Mary Ann Ashford, de 45 años, se convirtió en la última mujer en ser ahorcada en público en el condado de Devon, en Inglaterra. Fue ejecutada frente a la prisión del condado en Exeter ante una multitud de entre 15.000 y 20.000 personas a las 8:00 de la mañana del miércoles 28 de marzo de 1866 por el asesinato por envenenamiento con arsénico de su esposo. Según contó el diario The Sheffield and Rotherham Independent el 29 de marzo de 1866, el motivo del crimen era “poder entregarse a una pasión culposa por uno de sus trabajadores”, con quien Mary Ann supuestamente mantenía una relación amorosa desde hacía al menos dos años.
Durante el ahorcamiento público, la muerte de Mary Ann se alargó durante varios minutos. El verdugo tuvo que tirar de sus piernas para terminar con su sufrimiento, de acuerdo con uno de los relatos de la prensa de la época. La ejecución fue tan desastrosa que puso a la opinión pública en contra de estos procesos, y dio pie al conocido abolicionista William Ewart a promover el fin de las ejecuciones públicas poco más de dos años después. ¿Y por qué recordamos todo esto? Porque, ahora, un perro ha vuelto a reavivar el caso.
Lo ha contado el diario británico The Guardian: Stanley, el labrador protagonista de este suceso, cavaba una y otra vez un hoyo en el mismo lugar del jardín de la casa de su dueño, Paul Phillips, en Devon. Finalmente desenterró una botella azul de vidrio en la que todavía podía leerse la inscripción: “No llevarse”. La investigación de Phillips sobre la historia del lugar le llevó al caso de Mary Ann Ashford.
Según ha contado a The Guardian, la botella hallada por Stanley puede ser la misma que utilizó Mary Ann para cometer el crimen: “Busqué en internet y apareció la horca de Mary Ann. No puedo decir por qué fue enterrada aquí, y una botella como esta habría sido muy útil para distintas cosas, pero ¿qué posible razón tendrían para enterrarla? Podría haber sido la botella que ella usó”. “Creemos que vivimos al lado de la propiedad en la que residieron William y Mary Ann Ashford en 1865. Creo que el joven con el que ella tenía un romance trabajaba en la panadería local, y solía haber una al final del camino, frente a la propiedad”, ha añadido.

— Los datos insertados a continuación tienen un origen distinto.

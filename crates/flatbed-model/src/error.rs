use thiserror::Error;

#[derive(Debug, Error)]
pub enum ModelError {
    #[error("duplicate column name: {0}")]
    DuplicateColumn(String),
    #[error("row has {actual} cells but the table has {expected} columns")]
    RowWidthMismatch { expected: usize, actual: usize },
    #[error("rename map lists source column {0:?} more than once")]
    DuplicateRenameSource(String),
    #[error("dataset {dataset}: {message}")]
    InvalidDescriptor { dataset: String, message: String },
}

pub type Result<T> = std::result::Result<T, ModelError>;
//! Schema normalization under both keep-rest and drop-rest policies.

use flatbed_engine::normalize_schema;
use flatbed_model::{Disposition, RenameMap, RenameRule, Table};
use serde_json::{Value, json};

fn table(columns: &[&str], rows: Vec<Vec<Value>>) -> Table {
    Table::from_rows(
        columns.iter().map(|name| (*name).to_string()).collect(),
        rows,
    )
    .expect("build table")
}

fn rename(rules: &[(&str, &str)]) -> RenameMap {
    RenameMap::new(
        rules
            .iter()
            .map(|(source, target)| RenameRule::new(*source, *target))
            .collect(),
    )
}

#[test]
fn empty_map_under_keep_rest_is_the_identity() {
    let input = table(
        &["id", "name", "extra"],
        vec![vec![json!(1), json!("Mod A"), Value::Null]],
    );
    let normalized = normalize_schema(&input, &RenameMap::empty(), false).expect("normalize");
    assert_eq!(normalized.table, input);
    assert!(
        normalized
            .ledger
            .records
            .iter()
            .all(|record| record.disposition == Disposition::Unchanged)
    );
}

#[test]
fn drop_rest_projects_to_the_target_columns_in_rule_order() {
    let input = table(
        &["id", "name", "extra"],
        vec![
            vec![json!(1), json!("Mod A"), json!("x")],
            vec![json!(2), json!("Mod B"), json!("y")],
        ],
    );
    let map = rename(&[("name", "module_name"), ("id", "module_id")]);
    let normalized = normalize_schema(&input, &map, true).expect("normalize");
    // Rule order, not table order.
    assert_eq!(normalized.table.columns(), ["module_name", "module_id"]);
    assert_eq!(normalized.table.cell(1, "module_id"), Some(&json!(2)));
    assert!(!normalized.table.has_column("extra"));
}

#[test]
fn drop_rest_records_unlisted_columns_as_deleted() {
    let input = table(
        &["id", "name", "extra"],
        vec![vec![json!(1), json!("Mod A"), json!("x")]],
    );
    let map = rename(&[("id", "module_id"), ("name", "module_name")]);
    let normalized = normalize_schema(&input, &map, true).expect("normalize");
    assert_eq!(normalized.table.columns(), ["module_id", "module_name"]);

    let extra = normalized
        .ledger
        .records
        .iter()
        .find(|record| record.original == "extra")
        .expect("ledger entry for extra");
    assert_eq!(extra.disposition, Disposition::Deleted);
    assert_eq!(extra.current, None);
    assert_eq!(normalized.ledger.deleted_count(), 1);
    assert_eq!(normalized.ledger.renamed_count(), 2);
}

#[test]
fn keep_rest_passes_unlisted_columns_through_in_place() {
    let input = table(
        &["id", "name", "extra"],
        vec![vec![json!(1), json!("Mod A"), json!("x")]],
    );
    let map = rename(&[("id", "module_id")]);
    let normalized = normalize_schema(&input, &map, false).expect("normalize");
    assert_eq!(normalized.table.columns(), ["module_id", "name", "extra"]);
    assert_eq!(normalized.table.cell(0, "extra"), Some(&json!("x")));

    let dispositions: Vec<Disposition> = normalized
        .ledger
        .records
        .iter()
        .map(|record| record.disposition)
        .collect();
    assert_eq!(
        dispositions,
        vec![
            Disposition::Renamed,
            Disposition::Unchanged,
            Disposition::Unchanged
        ]
    );
}

#[test]
fn identity_rules_are_recorded_as_unchanged() {
    let input = table(&["id"], vec![vec![json!(1)]]);
    let map = rename(&[("id", "id")]);
    let normalized = normalize_schema(&input, &map, true).expect("normalize");
    assert_eq!(normalized.table.columns(), ["id"]);
    assert_eq!(
        normalized.ledger.records[0].disposition,
        Disposition::Unchanged
    );
}

#[test]
fn rules_for_absent_columns_are_inert() {
    let input = table(&["id"], vec![vec![json!(1)]]);
    let map = rename(&[("id", "module_id"), ("ghost", "phantom")]);

    let dropped = normalize_schema(&input, &map, true).expect("drop-rest");
    assert_eq!(dropped.table.columns(), ["module_id"]);

    let kept = normalize_schema(&input, &map, false).expect("keep-rest");
    assert_eq!(kept.table.columns(), ["module_id"]);
    assert!(!kept.table.has_column("phantom"));
}

#[test]
fn a_rename_colliding_with_a_kept_column_is_an_error() {
    let input = table(&["id", "module_id"], vec![vec![json!(1), json!(2)]]);
    let map = rename(&[("id", "module_id")]);
    assert!(normalize_schema(&input, &map, false).is_err());
}
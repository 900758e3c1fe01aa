pub mod config;
pub mod dataset;
pub mod error;
pub mod schema;
pub mod status;
pub mod table;
pub mod value;

pub use config::PipelineConfig;
pub use dataset::{DatasetDescriptor, ExpandStep};
pub use error::{ModelError, Result};
pub use schema::{ChangeLedger, ChangeRecord, Disposition, RenameMap, RenameRule};
pub use status::{RunStatus, SourceOutcome, SourceStatus};
pub use table::Table;
pub use value::{AttributeBag, cell_to_string};
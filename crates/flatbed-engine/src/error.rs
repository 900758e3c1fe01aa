use flatbed_model::ModelError;
use thiserror::Error;

#[derive(Debug, Error)]
pub enum EngineError {
    /// The named column is absent; callers treat this as "nothing to
    /// expand" for the dataset and skip the step rather than abort.
    #[error("missing expansion column: {column}")]
    MissingExpansionColumn { column: String },

    /// Two distinct mapping keys derive the same column name. Surfaced
    /// instead of picking a value; fatal for the dataset only.
    #[error(
        "ambiguous flattening of {column}: keys {first:?} and {second:?} both derive column {derived:?}"
    )]
    AmbiguousFlattening {
        column: String,
        derived: String,
        first: String,
        second: String,
    },

    /// A cell in a mapping-valued column is neither a mapping, its JSON
    /// text encoding, nor null.
    #[error("column {column}, row {row}: cell is not a mapping")]
    InvalidMapCell { column: String, row: usize },

    #[error(transparent)]
    Model(#[from] ModelError),
}

impl EngineError {
    pub fn is_missing_column(&self) -> bool {
        matches!(self, Self::MissingExpansionColumn { .. })
    }
}

pub type Result<T> = std::result::Result<T, EngineError>;
use serde_json::Value;

use flatbed_model::Table;

use crate::error::{EngineError, Result};

/// Rewrite an ISO-8601 timestamp into the `YYYY-MM-DD HH:MM:SS` form the
/// reporting tools expect: the date/time separator becomes a space and a
/// trailing Zulu marker is dropped. Anything else passes through untouched.
pub fn tidy_timestamp(text: &str) -> String {
    let spaced = text.replacen('T', " ", 1);
    spaced
        .strip_suffix('Z')
        .map(str::to_string)
        .unwrap_or(spaced)
}

/// Apply [`tidy_timestamp`] to every text cell of one column. Missing
/// column reports `MissingExpansionColumn`, which callers treat as a skip.
pub fn tidy_timestamps(table: &Table, column: &str) -> Result<Table> {
    let index = table
        .column_index(column)
        .ok_or_else(|| EngineError::MissingExpansionColumn {
            column: column.to_string(),
        })?;

    let mut tidied = Table::new(table.columns().to_vec())?;
    for row in table.rows() {
        let mut cells = row.clone();
        if let Value::String(text) = &cells[index] {
            cells[index] = Value::String(tidy_timestamp(text));
        }
        tidied.push_row(cells)?;
    }
    Ok(tidied)
}
//! Logging infrastructure using `tracing` and `tracing-subscriber`.
//!
//! All pipeline progress is routed through `tracing` spans so a run can be
//! followed at `info`, debugged at `debug`, and machine-parsed with
//! `--log-format json`.

use std::fs::OpenOptions;
use std::io::{self, Write};
use std::path::PathBuf;
use std::sync::{Arc, Mutex};

use tracing::level_filters::LevelFilter;
use tracing_subscriber::{
    EnvFilter,
    fmt::{self, MakeWriter},
    layer::SubscriberExt,
    util::SubscriberInitExt,
};

/// Configuration for logging behavior.
#[derive(Debug, Clone)]
pub struct LogConfig {
    /// Maximum level to emit for the flatbed crates.
    pub level_filter: LevelFilter,
    /// Honor `RUST_LOG` when no explicit verbosity flag was given.
    pub use_env_filter: bool,
    /// Whether to include timestamps in log output.
    pub with_timestamps: bool,
    /// Whether to include target (module path) in log output.
    pub with_target: bool,
    /// Whether to use ANSI colors in output.
    pub with_ansi: bool,
    /// Output format.
    pub format: LogFormat,
    /// Optional log file path. When set, logs are written to the file.
    pub log_file: Option<PathBuf>,
}

/// Log output format.
#[derive(Debug, Clone, Copy, Default, PartialEq, Eq)]
pub enum LogFormat {
    /// Human-readable format with colors.
    #[default]
    Pretty,
    /// Compact single-line format.
    Compact,
    /// JSON format for machine parsing.
    Json,
}

impl Default for LogConfig {
    fn default() -> Self {
        Self {
            level_filter: LevelFilter::INFO,
            use_env_filter: true,
            with_timestamps: false,
            with_target: false,
            with_ansi: true,
            format: LogFormat::default(),
            log_file: None,
        }
    }
}

/// Initialize the global tracing subscriber with the given configuration.
///
/// This should be called once at application startup.
///
/// # Errors
///
/// Returns an error if the log file cannot be opened.
///
/// # Panics
///
/// Panics if called more than once.
pub fn init_logging(config: &LogConfig) -> io::Result<()> {
    if let Some(path) = &config.log_file {
        let file = OpenOptions::new().create(true).append(true).open(path)?;
        init_logging_with_writer(config, SharedFileWriter::new(file));
    } else {
        init_logging_with_writer(config, io::stderr);
    }
    Ok(())
}

/// Initialize logging with a custom writer (useful for testing).
pub fn init_logging_with_writer<W>(config: &LogConfig, writer: W)
where
    W: for<'writer> MakeWriter<'writer> + Send + Sync + 'static,
{
    let filter = build_env_filter(config);

    match config.format {
        LogFormat::Json => {
            let layer = fmt::layer()
                .json()
                .with_writer(writer)
                .with_target(config.with_target);
            tracing_subscriber::registry()
                .with(filter)
                .with(layer)
                .init();
        }
        LogFormat::Compact => {
            let layer = fmt::layer()
                .compact()
                .with_writer(writer)
                .with_ansi(config.with_ansi)
                .with_target(config.with_target);
            if config.with_timestamps {
                tracing_subscriber::registry()
                    .with(filter)
                    .with(layer)
                    .init();
            } else {
                tracing_subscriber::registry()
                    .with(filter)
                    .with(layer.without_time())
                    .init();
            }
        }
        LogFormat::Pretty => {
            let layer = fmt::layer()
                .with_writer(writer)
                .with_ansi(config.with_ansi)
                .with_target(config.with_target);
            if config.with_timestamps {
                tracing_subscriber::registry()
                    .with(filter)
                    .with(layer)
                    .init();
            } else {
                tracing_subscriber::registry()
                    .with(filter)
                    .with(layer.without_time())
                    .init();
            }
        }
    }
}

#[derive(Clone)]
struct SharedFileWriter {
    file: Arc<Mutex<std::fs::File>>,
}

impl SharedFileWriter {
    fn new(file: std::fs::File) -> Self {
        Self {
            file: Arc::new(Mutex::new(file)),
        }
    }
}

struct SharedFileGuard {
    file: Arc<Mutex<std::fs::File>>,
}

impl Write for SharedFileGuard {
    fn write(&mut self, buf: &[u8]) -> io::Result<usize> {
        let mut guard = self
            .file
            .lock()
            .map_err(|_| io::Error::other("log file lock poisoned"))?;
        guard.write(buf)
    }

    fn flush(&mut self) -> io::Result<()> {
        let mut guard = self
            .file
            .lock()
            .map_err(|_| io::Error::other("log file lock poisoned"))?;
        guard.flush()
    }
}

impl<'a> MakeWriter<'a> for SharedFileWriter {
    type Writer = SharedFileGuard;

    fn make_writer(&'a self) -> Self::Writer {
        SharedFileGuard {
            file: Arc::clone(&self.file),
        }
    }
}

/// Build an `EnvFilter` for the configured level, letting `RUST_LOG`
/// override it when no explicit flag was given. External crates stay at
/// warn to reduce noise.
fn build_env_filter(config: &LogConfig) -> EnvFilter {
    if config.use_env_filter
        && let Ok(filter) = EnvFilter::try_from_default_env()
    {
        return filter;
    }
    let level = config.level_filter.to_string().to_lowercase();
    EnvFilter::new(format!(
        "warn,flatbed_cli={level},flatbed_engine={level},flatbed_ingest={level},\
         flatbed_model={level},flatbed_report={level}",
        level = level
    ))
}
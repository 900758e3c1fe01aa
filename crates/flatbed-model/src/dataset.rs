use serde::{Deserialize, Serialize};

use crate::error::{ModelError, Result};
use crate::schema::RenameMap;

/// One expansion applied to a dataset's projected table, in order.
#[derive(Debug, Clone, PartialEq, Eq, Serialize, Deserialize)]
#[serde(tag = "kind", rename_all = "snake_case")]
pub enum ExpandStep {
    /// Unroll a sequence-valued column into one row per element.
    List { column: String },
    /// Flatten a mapping-valued column into prefixed derived columns.
    Map { column: String, prefix: String },
}

impl ExpandStep {
    pub fn column(&self) -> &str {
        match self {
            ExpandStep::List { column } => column,
            ExpandStep::Map { column, .. } => column,
        }
    }
}

/// Everything the pipeline needs to know about one named dataset.
/// Built once at configuration time and read-only for the rest of the run.
#[derive(Debug, Clone, PartialEq, Eq, Serialize, Deserialize)]
pub struct DatasetDescriptor {
    pub name: String,
    /// Attribute list for projection; also the raw-stage column order.
    pub attributes: Vec<String>,
    /// Expansion steps applied after projection, before the raw stage.
    #[serde(default)]
    pub expand: Vec<ExpandStep>,
    #[serde(default)]
    pub rename: RenameMap,
    /// Drop-rest when true: only renamed columns survive normalization.
    #[serde(default)]
    pub drop_unlisted: bool,
    /// Timestamp columns rewritten to `YYYY-MM-DD HH:MM:SS` form.
    #[serde(default)]
    pub tidy_timestamps: Vec<String>,
}

impl DatasetDescriptor {
    pub fn validate(&self) -> Result<()> {
        if self.name.trim().is_empty() {
            return Err(ModelError::InvalidDescriptor {
                dataset: self.name.clone(),
                message: "dataset name is empty".to_string(),
            });
        }
        if self.attributes.is_empty() {
            return Err(ModelError::InvalidDescriptor {
                dataset: self.name.clone(),
                message: "attribute list is empty".to_string(),
            });
        }
        self.rename.validate()?;
        for step in &self.expand {
            if let ExpandStep::Map { prefix, column } = step
                && prefix.is_empty()
            {
                return Err(ModelError::InvalidDescriptor {
                    dataset: self.name.clone(),
                    message: format!("map expansion of {column:?} has an empty prefix"),
                });
            }
        }
        Ok(())
    }
}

Un juicio rápido y una ejecución lenta
El juicio de Mary Ann Ashford, celebrado el 16 de marzo de 1866, se recuerda no solo por la rapidez del veredicto, sino por el trágico desarrollo de la ejecución. La demora en la muerte de Mary Ann impactó a la opinión pública y contribuyó a la abolición de las ejecuciones públicas en Gran Bretaña.
Phillips expresó su asombro por la relevancia histórica del objeto: “Es fascinante haber encontrado en mi jardín un pedacito de historia de una mujer que fue fundamental para el fin del castigo corporal hace 160 años”. Para Phillips, el descubrimiento de Stanley es mucho más que una simple curiosidad: representa un vínculo directo con el pasado y con la transformación de la justicia en Inglaterra.